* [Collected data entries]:
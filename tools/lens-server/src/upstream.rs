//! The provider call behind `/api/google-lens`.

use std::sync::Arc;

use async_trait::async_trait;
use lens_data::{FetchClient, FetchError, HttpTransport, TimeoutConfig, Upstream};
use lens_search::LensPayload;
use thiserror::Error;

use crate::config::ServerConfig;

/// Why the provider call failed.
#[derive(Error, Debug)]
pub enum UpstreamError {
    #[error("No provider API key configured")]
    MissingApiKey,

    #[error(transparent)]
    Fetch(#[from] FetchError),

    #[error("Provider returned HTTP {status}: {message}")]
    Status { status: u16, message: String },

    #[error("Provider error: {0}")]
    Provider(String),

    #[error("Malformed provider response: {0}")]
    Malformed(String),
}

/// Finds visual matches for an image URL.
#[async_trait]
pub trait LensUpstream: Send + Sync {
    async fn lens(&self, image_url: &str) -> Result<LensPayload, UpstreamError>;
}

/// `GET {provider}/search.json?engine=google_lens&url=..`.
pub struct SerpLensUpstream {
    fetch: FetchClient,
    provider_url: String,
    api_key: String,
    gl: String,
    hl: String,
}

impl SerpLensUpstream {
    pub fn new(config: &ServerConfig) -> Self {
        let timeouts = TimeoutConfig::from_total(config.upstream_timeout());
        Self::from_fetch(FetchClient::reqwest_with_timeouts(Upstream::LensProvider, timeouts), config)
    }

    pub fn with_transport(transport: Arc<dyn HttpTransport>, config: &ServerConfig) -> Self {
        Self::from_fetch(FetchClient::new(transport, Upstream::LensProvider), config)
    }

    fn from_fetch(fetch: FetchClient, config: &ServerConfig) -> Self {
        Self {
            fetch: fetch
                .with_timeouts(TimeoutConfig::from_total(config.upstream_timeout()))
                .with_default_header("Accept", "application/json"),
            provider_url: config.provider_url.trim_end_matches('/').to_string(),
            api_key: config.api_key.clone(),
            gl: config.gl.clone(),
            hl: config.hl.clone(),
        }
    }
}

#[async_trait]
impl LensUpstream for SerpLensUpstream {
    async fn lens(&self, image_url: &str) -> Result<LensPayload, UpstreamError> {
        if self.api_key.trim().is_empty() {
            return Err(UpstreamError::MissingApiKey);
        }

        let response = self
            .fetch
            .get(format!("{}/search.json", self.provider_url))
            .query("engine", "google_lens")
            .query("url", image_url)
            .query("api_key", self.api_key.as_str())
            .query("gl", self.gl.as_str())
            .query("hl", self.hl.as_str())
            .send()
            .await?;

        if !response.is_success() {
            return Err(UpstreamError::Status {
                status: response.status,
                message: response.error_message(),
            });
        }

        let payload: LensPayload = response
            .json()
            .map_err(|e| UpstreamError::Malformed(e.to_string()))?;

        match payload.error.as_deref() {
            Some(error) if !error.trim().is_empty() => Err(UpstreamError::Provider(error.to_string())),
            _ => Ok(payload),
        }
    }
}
--
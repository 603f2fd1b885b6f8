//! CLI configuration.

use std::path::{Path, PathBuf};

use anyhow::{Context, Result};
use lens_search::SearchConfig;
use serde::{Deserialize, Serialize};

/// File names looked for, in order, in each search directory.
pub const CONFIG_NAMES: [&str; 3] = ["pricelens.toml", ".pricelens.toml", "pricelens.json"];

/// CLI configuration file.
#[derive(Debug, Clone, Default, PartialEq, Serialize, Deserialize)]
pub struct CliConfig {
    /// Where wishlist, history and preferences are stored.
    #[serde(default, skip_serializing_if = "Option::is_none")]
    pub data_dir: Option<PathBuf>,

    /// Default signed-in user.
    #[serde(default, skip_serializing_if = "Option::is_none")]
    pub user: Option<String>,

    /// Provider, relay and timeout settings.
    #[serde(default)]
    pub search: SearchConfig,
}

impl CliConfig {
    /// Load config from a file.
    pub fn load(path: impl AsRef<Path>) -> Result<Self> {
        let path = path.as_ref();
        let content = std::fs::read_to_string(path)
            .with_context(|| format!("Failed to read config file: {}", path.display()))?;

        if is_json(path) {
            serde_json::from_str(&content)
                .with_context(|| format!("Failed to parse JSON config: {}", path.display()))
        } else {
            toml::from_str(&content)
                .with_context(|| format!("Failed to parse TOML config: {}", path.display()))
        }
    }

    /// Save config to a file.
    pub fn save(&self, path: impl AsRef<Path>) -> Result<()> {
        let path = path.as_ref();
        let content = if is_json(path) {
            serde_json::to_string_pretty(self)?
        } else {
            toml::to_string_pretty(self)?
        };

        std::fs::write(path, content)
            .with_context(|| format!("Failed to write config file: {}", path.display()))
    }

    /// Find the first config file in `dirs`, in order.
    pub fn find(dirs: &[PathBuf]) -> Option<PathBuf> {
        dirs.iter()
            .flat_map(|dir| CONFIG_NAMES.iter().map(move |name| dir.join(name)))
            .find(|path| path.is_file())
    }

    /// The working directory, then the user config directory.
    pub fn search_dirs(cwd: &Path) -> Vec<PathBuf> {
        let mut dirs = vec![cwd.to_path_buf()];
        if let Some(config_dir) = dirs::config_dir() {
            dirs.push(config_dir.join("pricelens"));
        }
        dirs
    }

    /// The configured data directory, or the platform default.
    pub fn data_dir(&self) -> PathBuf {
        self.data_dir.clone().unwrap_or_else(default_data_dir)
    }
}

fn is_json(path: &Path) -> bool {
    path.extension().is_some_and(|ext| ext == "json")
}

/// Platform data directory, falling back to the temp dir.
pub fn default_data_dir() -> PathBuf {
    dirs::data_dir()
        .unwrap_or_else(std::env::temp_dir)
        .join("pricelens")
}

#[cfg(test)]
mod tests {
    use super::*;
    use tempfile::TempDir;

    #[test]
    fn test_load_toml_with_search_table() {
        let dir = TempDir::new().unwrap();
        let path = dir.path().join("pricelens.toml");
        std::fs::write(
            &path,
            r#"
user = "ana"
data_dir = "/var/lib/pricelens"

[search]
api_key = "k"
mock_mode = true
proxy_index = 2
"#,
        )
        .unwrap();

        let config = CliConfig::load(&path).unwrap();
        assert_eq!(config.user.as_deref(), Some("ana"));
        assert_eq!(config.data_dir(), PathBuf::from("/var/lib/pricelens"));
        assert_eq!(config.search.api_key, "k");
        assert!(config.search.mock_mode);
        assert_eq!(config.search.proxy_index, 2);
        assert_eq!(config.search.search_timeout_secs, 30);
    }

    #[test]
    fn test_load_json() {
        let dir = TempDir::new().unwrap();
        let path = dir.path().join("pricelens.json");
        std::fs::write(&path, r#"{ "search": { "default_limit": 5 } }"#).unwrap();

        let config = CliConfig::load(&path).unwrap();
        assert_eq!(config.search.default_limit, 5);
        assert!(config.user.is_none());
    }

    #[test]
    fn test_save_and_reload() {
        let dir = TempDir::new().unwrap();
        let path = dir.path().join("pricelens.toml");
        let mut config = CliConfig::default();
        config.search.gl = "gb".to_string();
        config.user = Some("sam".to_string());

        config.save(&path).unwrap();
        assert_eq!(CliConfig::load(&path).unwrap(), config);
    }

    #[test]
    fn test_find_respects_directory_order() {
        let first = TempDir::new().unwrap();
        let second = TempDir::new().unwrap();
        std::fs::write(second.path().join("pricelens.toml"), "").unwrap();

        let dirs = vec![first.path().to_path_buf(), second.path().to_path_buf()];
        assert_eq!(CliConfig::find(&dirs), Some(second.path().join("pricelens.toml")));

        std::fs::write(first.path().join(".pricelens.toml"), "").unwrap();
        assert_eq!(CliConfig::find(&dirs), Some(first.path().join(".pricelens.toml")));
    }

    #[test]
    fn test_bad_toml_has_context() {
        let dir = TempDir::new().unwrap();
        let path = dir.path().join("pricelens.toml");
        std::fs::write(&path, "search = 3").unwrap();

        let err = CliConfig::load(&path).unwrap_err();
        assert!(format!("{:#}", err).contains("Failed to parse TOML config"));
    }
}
==
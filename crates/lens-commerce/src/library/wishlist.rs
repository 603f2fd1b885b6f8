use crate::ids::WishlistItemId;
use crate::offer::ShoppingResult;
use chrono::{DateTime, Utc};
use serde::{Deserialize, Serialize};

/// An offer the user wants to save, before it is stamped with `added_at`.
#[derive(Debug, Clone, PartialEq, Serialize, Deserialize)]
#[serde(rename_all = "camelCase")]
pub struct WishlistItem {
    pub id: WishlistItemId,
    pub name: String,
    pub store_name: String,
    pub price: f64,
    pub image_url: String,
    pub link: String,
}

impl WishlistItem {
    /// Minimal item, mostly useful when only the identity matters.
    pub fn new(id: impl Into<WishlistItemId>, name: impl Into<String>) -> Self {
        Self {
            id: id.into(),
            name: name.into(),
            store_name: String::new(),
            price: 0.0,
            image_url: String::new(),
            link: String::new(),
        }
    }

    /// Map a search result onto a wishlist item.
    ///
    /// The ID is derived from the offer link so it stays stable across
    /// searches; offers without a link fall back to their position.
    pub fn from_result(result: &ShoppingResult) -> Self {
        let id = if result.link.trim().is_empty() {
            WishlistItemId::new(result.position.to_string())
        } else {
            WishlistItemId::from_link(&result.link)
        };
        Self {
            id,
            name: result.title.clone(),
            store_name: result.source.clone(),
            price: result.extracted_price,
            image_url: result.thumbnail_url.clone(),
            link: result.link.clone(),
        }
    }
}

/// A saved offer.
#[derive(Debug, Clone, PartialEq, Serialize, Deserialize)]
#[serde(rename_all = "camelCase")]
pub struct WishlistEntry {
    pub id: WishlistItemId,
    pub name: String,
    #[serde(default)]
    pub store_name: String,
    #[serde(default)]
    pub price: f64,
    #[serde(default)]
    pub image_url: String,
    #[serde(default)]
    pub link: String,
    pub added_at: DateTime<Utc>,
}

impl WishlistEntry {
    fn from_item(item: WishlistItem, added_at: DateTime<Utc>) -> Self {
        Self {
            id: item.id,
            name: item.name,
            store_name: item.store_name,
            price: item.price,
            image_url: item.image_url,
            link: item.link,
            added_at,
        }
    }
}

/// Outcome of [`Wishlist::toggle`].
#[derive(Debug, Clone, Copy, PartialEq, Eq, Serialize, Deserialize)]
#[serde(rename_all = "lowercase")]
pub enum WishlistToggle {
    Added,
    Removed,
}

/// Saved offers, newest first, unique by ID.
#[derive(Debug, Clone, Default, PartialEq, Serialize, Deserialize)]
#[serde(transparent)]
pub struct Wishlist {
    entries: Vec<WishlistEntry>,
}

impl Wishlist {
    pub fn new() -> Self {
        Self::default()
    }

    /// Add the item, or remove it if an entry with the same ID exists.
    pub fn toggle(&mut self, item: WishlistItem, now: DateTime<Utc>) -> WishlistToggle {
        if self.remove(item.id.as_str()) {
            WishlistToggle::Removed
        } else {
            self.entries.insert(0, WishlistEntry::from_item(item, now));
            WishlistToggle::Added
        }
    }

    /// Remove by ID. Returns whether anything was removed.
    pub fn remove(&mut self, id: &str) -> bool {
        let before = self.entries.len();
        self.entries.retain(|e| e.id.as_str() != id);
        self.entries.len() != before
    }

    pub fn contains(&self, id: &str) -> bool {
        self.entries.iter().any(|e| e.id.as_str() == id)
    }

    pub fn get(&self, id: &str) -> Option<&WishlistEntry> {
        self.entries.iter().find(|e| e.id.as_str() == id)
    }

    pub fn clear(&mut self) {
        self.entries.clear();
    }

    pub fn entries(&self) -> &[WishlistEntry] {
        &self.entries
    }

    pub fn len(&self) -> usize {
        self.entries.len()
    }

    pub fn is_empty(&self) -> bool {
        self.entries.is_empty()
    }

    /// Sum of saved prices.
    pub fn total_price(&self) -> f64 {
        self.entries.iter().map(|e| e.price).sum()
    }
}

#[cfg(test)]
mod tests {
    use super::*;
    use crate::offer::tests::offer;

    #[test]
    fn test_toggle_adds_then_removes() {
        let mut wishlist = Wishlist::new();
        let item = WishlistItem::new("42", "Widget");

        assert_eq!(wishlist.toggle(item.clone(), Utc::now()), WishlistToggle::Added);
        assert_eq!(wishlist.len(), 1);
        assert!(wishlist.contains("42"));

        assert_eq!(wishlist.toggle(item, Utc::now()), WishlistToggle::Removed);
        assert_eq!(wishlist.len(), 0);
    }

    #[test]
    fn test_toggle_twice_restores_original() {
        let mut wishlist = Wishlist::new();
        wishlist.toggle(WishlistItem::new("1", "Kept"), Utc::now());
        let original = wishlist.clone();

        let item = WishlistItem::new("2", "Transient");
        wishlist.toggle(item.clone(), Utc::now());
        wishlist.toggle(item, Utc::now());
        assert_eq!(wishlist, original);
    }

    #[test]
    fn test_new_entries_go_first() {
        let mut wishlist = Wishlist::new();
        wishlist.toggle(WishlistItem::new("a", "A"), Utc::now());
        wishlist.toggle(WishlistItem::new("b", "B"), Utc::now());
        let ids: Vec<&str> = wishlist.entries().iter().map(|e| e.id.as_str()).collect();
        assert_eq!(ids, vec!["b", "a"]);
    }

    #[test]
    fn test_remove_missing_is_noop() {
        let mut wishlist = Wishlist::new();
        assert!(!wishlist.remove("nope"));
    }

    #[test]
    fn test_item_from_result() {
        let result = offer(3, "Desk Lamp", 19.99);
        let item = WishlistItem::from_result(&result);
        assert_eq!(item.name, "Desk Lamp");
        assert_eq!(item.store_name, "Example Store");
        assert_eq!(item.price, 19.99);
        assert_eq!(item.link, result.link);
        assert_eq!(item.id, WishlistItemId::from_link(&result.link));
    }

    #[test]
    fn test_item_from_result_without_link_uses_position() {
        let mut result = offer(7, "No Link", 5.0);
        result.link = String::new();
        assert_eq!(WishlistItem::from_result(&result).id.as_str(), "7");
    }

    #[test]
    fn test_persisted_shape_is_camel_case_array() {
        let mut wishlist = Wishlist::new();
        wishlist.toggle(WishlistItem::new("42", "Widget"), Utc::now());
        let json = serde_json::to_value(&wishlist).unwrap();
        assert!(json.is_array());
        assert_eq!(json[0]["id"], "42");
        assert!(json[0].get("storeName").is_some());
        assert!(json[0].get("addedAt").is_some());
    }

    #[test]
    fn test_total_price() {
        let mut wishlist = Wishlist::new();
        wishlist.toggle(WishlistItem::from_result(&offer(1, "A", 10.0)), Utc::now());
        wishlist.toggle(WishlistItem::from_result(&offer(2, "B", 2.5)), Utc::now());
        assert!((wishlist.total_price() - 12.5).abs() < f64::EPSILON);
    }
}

* [WHAT YOU HAVE TO DO]: When you reach the line holding "filename tools/lens-server/src/upstream.rs" in the records above, begin reproducing exactly, stop after the line holding "#[derive(Error, Debug)]", and output nothing else.

* [TASK SOLUTION]:
filename tools/lens-server/src/upstream.rs
//! The provider call behind `/api/google-lens`.

use std::sync::Arc;

use async_trait::async_trait;
use lens_data::{FetchClient, FetchError, HttpTransport, TimeoutConfig, Upstream};
use lens_search::LensPayload;
use thiserror::Error;

use crate::config::ServerConfig;

/// Why the provider call failed.
#[derive(Error, Debug)]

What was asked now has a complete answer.